À ce jour, ces avantages environnementaux sont propres à chaque lieu; de plus, de nombreuses solutions en sont encore aux premiers stades de leur développement et de leur commercialisation. D’autres travaux de recherche, y compris des essais, sont donc nécessaires. Si les décideurs publics et les producteurs sont tout à fait conscients des avantages associés à ces technologies, l’investissement dans le développement de celles-ci devrait prendre de l’ampleur. Le passage à une énergie renouvelable est également essentiel et peut ouvrir de nouvelles perspectives d’automatisation motorisée, en particulier dans les zones rurales reculées, mais, là encore, des travaux de recherche sont nécessaires pour étudier quelles solutions d’énergie renouvelable hors réseau sont les plus à même d’alimenter efficacement les différents types de machines.

L’AUTOMATISATION DE L’AGRICULTURE A DES CONSÉQUENCES COMPLEXES SUR LES TRAVAILLEURS AGRICOLES ET PEUT AUSSI PROFITER AUX CONSOMMATEURS

Mesurer les conséquences globales de l’automatisation de l’agriculture sur l’emploi est extrêmement difficile car il faut de grandes quantités de données pour suivre toutes les transformations, ainsi que les réaffectations de travailleurs qui y sont associées, non seulement sur l’exploitation, mais aussi en amont et en aval de celle-ci. À mesure que la transformation de l’agriculture s’opère, certains quittent ce secteur pour chercher un emploi mieux rémunéré et la part des personnes employées dans l’agriculture baisse.
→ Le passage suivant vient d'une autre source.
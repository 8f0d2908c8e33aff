//! Serial port communication module
//!
//! Wraps the `serialport` crate with the small surface this tool needs:
//! open-by-path-and-baud, DTR/RTS control, a non-blocking pending-bytes
//! query and a timeout-bounded line read.

pub mod port;

pub use port::{PortConfig, SerialConnection, DEFAULT_BAUD, DEFAULT_PORT};
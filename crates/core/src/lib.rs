//! OCL Core: shared runtime primitives for the OCL toolchain.
//!
//! This crate provides the language-agnostic types shared by the compiler
//! and the virtual machine:
//!
//! - `value`: the `Value` enum and its owned/borrowed string representation
//! - `location`: `SourceLocation`, the line/column/file triple attached to
//!   every token, AST node, and bytecode instruction

pub mod builtins;
pub mod location;
pub mod value;

pub use location::SourceLocation;
pub use value::{OclString, Value, ValueType};
//! `oclc`: compile and run a single OCL source file.

use std::path::PathBuf;
use std::process;

use clap::Parser as ClapParser;

#[derive(ClapParser)]
#[command(name = "oclc")]
#[command(about = "OCL compiler and VM - run a single .ocl source file", long_about = None)]
struct Cli {
    /// Source file to compile and run
    source: PathBuf,

    /// Print elapsed execution time to stderr after the program finishes
    #[arg(long)]
    time: bool,
}

fn main() {
    tracing_subscriber::fmt()
        .with_env_filter(
            tracing_subscriber::EnvFilter::from_default_env()
                .add_directive("ocl_cli=info".parse().unwrap()),
        )
        .with_writer(std::io::stderr)
        .init();

    let cli = Cli::parse();
    let code = ocl_cli::run_file(&cli.source, cli.time);
    process::exit(code);
}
Ce processus remodèle l’offre et la demande de main-d’œuvre dans l’ensemble des systèmes agroalimentaires. Lorsque tous les pôles des systèmes agroalimentaires se transforment simultanément, il est presque impossible d’imputer les effets observés sur le marché du travail et les effets socioéconomiques à des cas précis d’automatisation de l’agriculture.

Les conséquences possibles de l’automatisation de l’agriculture sur l’emploi agricole ont toutes les chances d’être diverses. On peut s’attendre à ce que la demande de main-d’œuvre faiblement qualifiée diminue à mesure que le nombre de tâches automatisées augmentera. Parallèlement, l’automatisation stimule la demande de travailleurs relativement qualifiés. Si l’on considère les systèmes agroalimentaires globalement, l’automatisation pourrait réduire le nombre d’emplois saisonniers peu payés sur les exploitations, mais accroître celui des emplois mieux rémunérés et moins saisonniers en amont et en aval.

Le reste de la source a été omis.